[Saved entries]

—————

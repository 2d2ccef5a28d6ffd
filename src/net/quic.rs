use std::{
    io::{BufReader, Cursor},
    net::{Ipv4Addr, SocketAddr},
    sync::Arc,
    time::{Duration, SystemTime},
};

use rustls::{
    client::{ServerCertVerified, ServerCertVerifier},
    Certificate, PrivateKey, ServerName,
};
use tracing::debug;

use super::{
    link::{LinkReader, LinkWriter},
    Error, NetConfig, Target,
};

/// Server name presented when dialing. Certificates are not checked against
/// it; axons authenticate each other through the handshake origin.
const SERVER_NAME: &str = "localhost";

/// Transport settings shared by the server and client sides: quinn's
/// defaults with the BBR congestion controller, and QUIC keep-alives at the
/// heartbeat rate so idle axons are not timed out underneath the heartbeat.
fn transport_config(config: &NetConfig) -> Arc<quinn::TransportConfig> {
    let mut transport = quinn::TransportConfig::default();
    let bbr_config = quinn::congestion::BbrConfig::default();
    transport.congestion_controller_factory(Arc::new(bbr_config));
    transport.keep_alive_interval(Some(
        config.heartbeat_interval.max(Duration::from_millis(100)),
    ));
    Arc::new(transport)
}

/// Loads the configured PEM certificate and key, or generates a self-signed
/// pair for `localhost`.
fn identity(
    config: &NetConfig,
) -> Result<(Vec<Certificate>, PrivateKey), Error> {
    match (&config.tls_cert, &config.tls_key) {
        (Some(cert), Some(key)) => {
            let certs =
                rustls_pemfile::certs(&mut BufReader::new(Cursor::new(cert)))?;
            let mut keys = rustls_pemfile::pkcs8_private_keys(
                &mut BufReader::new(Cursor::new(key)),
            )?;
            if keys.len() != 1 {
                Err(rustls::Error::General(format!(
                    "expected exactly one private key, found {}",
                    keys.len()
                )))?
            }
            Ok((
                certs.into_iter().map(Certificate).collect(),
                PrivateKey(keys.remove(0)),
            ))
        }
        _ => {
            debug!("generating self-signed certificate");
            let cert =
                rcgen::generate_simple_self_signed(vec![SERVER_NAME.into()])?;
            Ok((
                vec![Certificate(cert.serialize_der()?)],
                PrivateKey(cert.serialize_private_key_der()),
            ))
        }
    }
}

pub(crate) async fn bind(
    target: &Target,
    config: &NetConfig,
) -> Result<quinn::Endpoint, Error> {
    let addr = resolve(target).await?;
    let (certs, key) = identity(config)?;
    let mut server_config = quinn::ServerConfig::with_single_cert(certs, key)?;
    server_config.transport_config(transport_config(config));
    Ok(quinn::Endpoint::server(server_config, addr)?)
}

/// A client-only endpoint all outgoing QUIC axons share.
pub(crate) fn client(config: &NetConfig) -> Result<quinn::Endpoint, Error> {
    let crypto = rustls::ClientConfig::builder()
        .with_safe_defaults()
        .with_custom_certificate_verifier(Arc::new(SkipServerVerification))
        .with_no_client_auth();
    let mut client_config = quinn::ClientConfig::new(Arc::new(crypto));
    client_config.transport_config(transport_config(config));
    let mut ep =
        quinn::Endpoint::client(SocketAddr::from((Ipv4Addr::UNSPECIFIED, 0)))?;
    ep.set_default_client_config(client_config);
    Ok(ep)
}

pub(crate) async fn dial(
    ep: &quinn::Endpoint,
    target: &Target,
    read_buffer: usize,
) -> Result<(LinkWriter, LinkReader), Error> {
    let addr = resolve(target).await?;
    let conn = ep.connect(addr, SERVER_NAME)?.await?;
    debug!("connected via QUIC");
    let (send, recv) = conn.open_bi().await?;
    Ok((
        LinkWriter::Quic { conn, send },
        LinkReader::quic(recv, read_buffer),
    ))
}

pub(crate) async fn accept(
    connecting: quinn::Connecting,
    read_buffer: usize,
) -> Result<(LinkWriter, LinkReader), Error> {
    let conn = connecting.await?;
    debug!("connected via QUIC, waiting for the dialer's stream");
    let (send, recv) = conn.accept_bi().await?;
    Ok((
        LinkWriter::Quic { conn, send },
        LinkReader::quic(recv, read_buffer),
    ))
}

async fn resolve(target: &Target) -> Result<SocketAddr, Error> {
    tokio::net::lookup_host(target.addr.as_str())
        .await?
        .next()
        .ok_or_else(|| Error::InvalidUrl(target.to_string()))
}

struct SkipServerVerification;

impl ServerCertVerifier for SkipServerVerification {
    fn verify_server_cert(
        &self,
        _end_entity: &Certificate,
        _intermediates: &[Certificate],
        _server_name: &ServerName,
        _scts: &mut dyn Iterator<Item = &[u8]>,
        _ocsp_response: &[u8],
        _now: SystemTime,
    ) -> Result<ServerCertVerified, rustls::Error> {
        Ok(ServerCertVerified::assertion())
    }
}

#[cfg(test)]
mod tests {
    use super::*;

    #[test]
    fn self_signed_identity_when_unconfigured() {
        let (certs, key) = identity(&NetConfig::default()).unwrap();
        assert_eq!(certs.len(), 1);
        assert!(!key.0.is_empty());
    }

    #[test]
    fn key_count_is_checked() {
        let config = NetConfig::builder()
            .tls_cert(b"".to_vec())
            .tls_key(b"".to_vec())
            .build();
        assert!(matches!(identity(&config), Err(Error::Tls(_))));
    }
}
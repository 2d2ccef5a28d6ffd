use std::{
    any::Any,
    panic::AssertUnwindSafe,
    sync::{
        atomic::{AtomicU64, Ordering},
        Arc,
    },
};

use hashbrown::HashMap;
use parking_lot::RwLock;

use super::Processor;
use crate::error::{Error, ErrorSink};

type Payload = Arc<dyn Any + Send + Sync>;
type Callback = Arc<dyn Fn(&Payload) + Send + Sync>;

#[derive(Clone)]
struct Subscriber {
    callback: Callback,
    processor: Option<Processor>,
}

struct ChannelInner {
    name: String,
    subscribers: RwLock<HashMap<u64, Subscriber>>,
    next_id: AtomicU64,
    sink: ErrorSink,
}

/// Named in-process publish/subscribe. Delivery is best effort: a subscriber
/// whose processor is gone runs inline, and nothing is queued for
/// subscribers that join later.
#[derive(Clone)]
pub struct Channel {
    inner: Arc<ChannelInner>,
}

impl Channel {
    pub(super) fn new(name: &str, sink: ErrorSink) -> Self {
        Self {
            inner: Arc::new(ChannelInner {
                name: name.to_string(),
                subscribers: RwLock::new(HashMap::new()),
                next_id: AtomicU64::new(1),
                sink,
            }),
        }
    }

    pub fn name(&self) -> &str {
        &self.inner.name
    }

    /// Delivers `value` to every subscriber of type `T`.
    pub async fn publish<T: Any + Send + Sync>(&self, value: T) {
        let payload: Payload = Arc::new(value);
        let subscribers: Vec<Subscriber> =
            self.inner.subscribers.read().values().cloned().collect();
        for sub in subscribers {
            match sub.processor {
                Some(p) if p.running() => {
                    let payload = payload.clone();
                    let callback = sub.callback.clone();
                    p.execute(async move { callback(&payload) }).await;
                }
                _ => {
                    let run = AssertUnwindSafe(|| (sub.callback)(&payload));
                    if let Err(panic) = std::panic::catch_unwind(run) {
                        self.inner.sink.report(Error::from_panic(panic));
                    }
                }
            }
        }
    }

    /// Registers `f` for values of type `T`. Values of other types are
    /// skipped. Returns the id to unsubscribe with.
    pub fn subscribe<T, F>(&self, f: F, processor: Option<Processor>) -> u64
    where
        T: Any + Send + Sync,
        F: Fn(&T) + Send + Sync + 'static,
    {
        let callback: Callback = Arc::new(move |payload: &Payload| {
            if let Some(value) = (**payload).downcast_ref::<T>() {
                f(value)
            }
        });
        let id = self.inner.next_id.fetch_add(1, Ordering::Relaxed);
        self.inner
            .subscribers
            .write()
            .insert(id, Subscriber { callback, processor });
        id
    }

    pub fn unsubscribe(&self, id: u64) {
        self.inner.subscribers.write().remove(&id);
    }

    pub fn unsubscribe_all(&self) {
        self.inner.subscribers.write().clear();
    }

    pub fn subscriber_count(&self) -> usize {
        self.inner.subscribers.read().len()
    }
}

—————

> [REQUIRED WORK]: Please return exactly the lines from the opening line of the data above through the line with "rustls_pemfile::certs(&mut BufReader::new(Cursor::new(cert)))?;", both included and nothing else.

> [SOLVED EXERCISE]:
repository 2d2ccef5a28d6ffd
filename src/net/quic.rs
use std::{
    io::{BufReader, Cursor},
    net::{Ipv4Addr, SocketAddr},
    sync::Arc,
    time::{Duration, SystemTime},
};

use rustls::{
    client::{ServerCertVerified, ServerCertVerifier},
    Certificate, PrivateKey, ServerName,
};
use tracing::debug;

use super::{
    link::{LinkReader, LinkWriter},
    Error, NetConfig, Target,
};

/// Server name presented when dialing. Certificates are not checked against
/// it; axons authenticate each other through the handshake origin.
const SERVER_NAME: &str = "localhost";

/// Transport settings shared by the server and client sides: quinn's
/// defaults with the BBR congestion controller, and QUIC keep-alives at the
/// heartbeat rate so idle axons are not timed out underneath the heartbeat.
fn transport_config(config: &NetConfig) -> Arc<quinn::TransportConfig> {
    let mut transport = quinn::TransportConfig::default();
    let bbr_config = quinn::congestion::BbrConfig::default();
    transport.congestion_controller_factory(Arc::new(bbr_config));
    transport.keep_alive_interval(Some(
        config.heartbeat_interval.max(Duration::from_millis(100)),
    ));
    Arc::new(transport)
}

/// Loads the configured PEM certificate and key, or generates a self-signed
/// pair for `localhost`.
fn identity(
    config: &NetConfig,
) -> Result<(Vec<Certificate>, PrivateKey), Error> {
    match (&config.tls_cert, &config.tls_key) {
        (Some(cert), Some(key)) => {
            let certs =
                rustls_pemfile::certs(&mut BufReader::new(Cursor::new(cert)))?;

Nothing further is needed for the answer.